But we have seen changes. For example, there are a number of folks that are coming in on their own. During regular times, it was usually about a quarter to 30% of the visitors to the site. But during this COVID-19 period, about half of our traffic is made up of what we call DIY (do it yourself) applicants. We will frequently refer them to a partner for legal support. The other half of the traffic is from our partners who use Citizenshipworks as the starting point for applicants.

New Americans Campaign: But now the world is completely different. Are more partners reaching out to you?

Sandra Sandoval Chavarria: Yes. We hosted a series of four webinars at the end of February and the beginning of March, where we shared the experience of our virtual review partners. There were over a hundred people who attended each of the sessions. Our partners have been really creative with how they are using Citizenshipworks, or how they might change their workflow. I think the pandemic has motivated partners to think about what these remote services should look like.

We’ve always encouraged partners to think about a process in which they provide some sort of service over the phone, whether it’s getting people to start on Citizenshipworks, or to begin the application ahead of a workshop event. That way, if a problem comes up, they can reach out beforehand.

New Americans Campaign: Do you have examples?

Sandra Sandoval Chavarria: One example that comes to mind is how the Immigrant Welcome Center in Indianapolis and the virtual review team at Asian Americans Advancing Justice-LA are working together. The Immigrant Welcome Center is a NAC affiliate who needed more remote legal capacity during this time. So, the Immigrant Welcome Center will help the applicant work their way through the application and then they will refer them to Carolyn Kim and her team at Advancing Justice for a final legal review and next steps.

We also have partners like Arkansas United who works with Michigan United. They’ve been a really good example of partners that have built their own workflows in which they incorporate volunteers. For people who might not be tech savvy, Arkansas United is able to help clients create their accounts over the phone and answer basic questions. Ultimately someone at Michigan United reviews the application. While aspects of Citizenshipworks and a workshop model worked really well, we are trying to replicate it in a way that works over the phone and still serves their populations.

New Americans Campaign: Since the pandemic began keeping everyone at home, have you noticed changes in the ways that the lawful permanent residents, themselves, are coming to Citizenshipworks, or accessing and completing the N-400 form?

Sandra Sandoval Chavarria: We have always wondered whether people would be hesitant about services delivered over the phone or video. Since the pandemic, people are less hesitant than before. It may be because they see their children going to school over Zoom, but I also think they are more comfortable with getting services over the phone from a legal partner.

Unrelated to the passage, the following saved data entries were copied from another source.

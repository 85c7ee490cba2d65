// Async HTTP engine for Gauntlet
// The one capability every suite sends probes through

use async_trait::async_trait;
use reqwest::header::{HeaderMap, HeaderName, HeaderValue};
use reqwest::Client;
use std::collections::BTreeMap;
use std::time::{Duration, Instant};
use tokio::net::TcpStream;
use tracing::debug;

use crate::config::EngineConfig;
use crate::error::ProbeError;
use crate::models::{Request, RequestBody, Response};
use crate::parameters::encode_form;

/// Request/Response capability supplied by the host.
///
/// `send` must accept any method token and must not cap body sizes below 10 MB.
/// `ping` performs one raw latency probe against a host.
#[async_trait]
pub trait HttpTransport: Send + Sync {
    async fn send(&self, request: &Request) -> Result<Response, ProbeError>;

    async fn ping(&self, host: &str, port: u16) -> Result<Duration, ProbeError>;
}

/// reqwest-backed transport.
pub struct HttpEngine {
    pub client: Client,
    ping_timeout: Duration,
}

impl HttpEngine {
    pub fn new() -> Result<Self, ProbeError> {
        Self::with_config(&EngineConfig::default())
    }

    pub fn with_config(config: &EngineConfig) -> Result<Self, ProbeError> {
        let client = Client::builder()
            .pool_max_idle_per_host(10)
            .timeout(config.timeout())
            .user_agent(config.user_agent.as_str())
            .danger_accept_invalid_certs(config.accept_invalid_certs)
            .redirect(reqwest::redirect::Policy::none())
            .build()?;
        Ok(Self {
            client,
            ping_timeout: config.ping_timeout(),
        })
    }
}

#[async_trait]
impl HttpTransport for HttpEngine {
    async fn send(&self, request: &Request) -> Result<Response, ProbeError> {
        let method_token = request.method.to_string();
        let method = reqwest::Method::from_bytes(method_token.as_bytes())
            .map_err(|_| ProbeError::InvalidMethod(method_token.clone()))?;

        let mut headers = HeaderMap::new();
        for (name, value) in &request.headers {
            let name = HeaderName::from_bytes(name.as_bytes())
                .map_err(|e| ProbeError::Transport(format!("invalid header name {:?}: {}", name, e)))?;
            let value = HeaderValue::from_str(value)
                .map_err(|e| ProbeError::Transport(format!("invalid header value: {}", e)))?;
            headers.insert(name, value);
        }

        let mut req = self.client.request(method, &request.url);
        req = match &request.body {
            RequestBody::Empty => req,
            RequestBody::Json(value) => {
                if request.content_type().is_none() {
                    headers.insert(
                        reqwest::header::CONTENT_TYPE,
                        HeaderValue::from_static("application/json"),
                    );
                }
                req.body(serde_json::to_vec(value)?)
            }
            RequestBody::Form(pairs) => {
                if request.content_type().is_none() {
                    headers.insert(
                        reqwest::header::CONTENT_TYPE,
                        HeaderValue::from_static("application/x-www-form-urlencoded"),
                    );
                }
                req.body(encode_form(pairs))
            }
            RequestBody::Text(text) => req.body(text.clone()),
            RequestBody::Bytes(bytes) => req.body(bytes.clone()),
        };

        let started = Instant::now();
        let resp = req.headers(headers).send().await?;
        let status = resp.status();

        let mut response_headers: BTreeMap<String, String> = BTreeMap::new();
        for (name, value) in resp.headers() {
            let value = String::from_utf8_lossy(value.as_bytes()).into_owned();
            response_headers
                .entry(name.as_str().to_ascii_lowercase())
                .and_modify(|existing| {
                    existing.push_str(", ");
                    existing.push_str(&value);
                })
                .or_insert(value);
        }

        let body = resp.text().await?;
        debug!(
            method = %request.method,
            url = %request.url,
            status = status.as_u16(),
            elapsed_ms = started.elapsed().as_millis() as u64,
            "probe sent"
        );

        Ok(Response {
            status: status.as_u16(),
            reason: status.canonical_reason().unwrap_or("").to_string(),
            headers: response_headers,
            body: Some(body),
        })
    }

    async fn ping(&self, host: &str, port: u16) -> Result<Duration, ProbeError> {
        let started = Instant::now();
        match tokio::time::timeout(self.ping_timeout, TcpStream::connect((host, port))).await {
            Ok(Ok(_stream)) => Ok(started.elapsed()),
            Ok(Err(e)) => Err(ProbeError::Transport(format!("ping {}:{} failed: {}", host, port, e))),
            Err(_) => Err(ProbeError::Transport(format!(
                "ping {}:{} timed out after {} ms",
                host,
                port,
                self.ping_timeout.as_millis()
            ))),
        }
    }
}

It makes sense to them now. We  give the applicant context, and we explain the process and the steps toward completion. But there are still barriers. People don’t necessarily have access to a printer, and maybe they don’t feel comfortable going to a FedEx. The big barrier that we’re now facing, of course, is the upcoming increase in the naturalization application fee. We hear people say, “I’ll just wait until the office opens up again,” and we inform them they have to balance that against waiting too long and paying a new, higher fee.

New Americans Campaign: Now that many people are becoming acquainted with videoconferencing platforms like Zoom, how does the video component on Citizenshipworks compare?

Sandra Sandoval Chavarria: You can certainly look at each other by video on Citizenshipworks, but our platform doesn’t screen share. We are looking at the needs of partners and taking notes and trying to figure out what would add to the legal review experience, for example sharing documents in real time. It’s something that we’ve continued to evolve. We are lucky to be part of Pro Bono Net. They are always learning from their other virtual services and that comes in handy when we think about legal consultation as a whole.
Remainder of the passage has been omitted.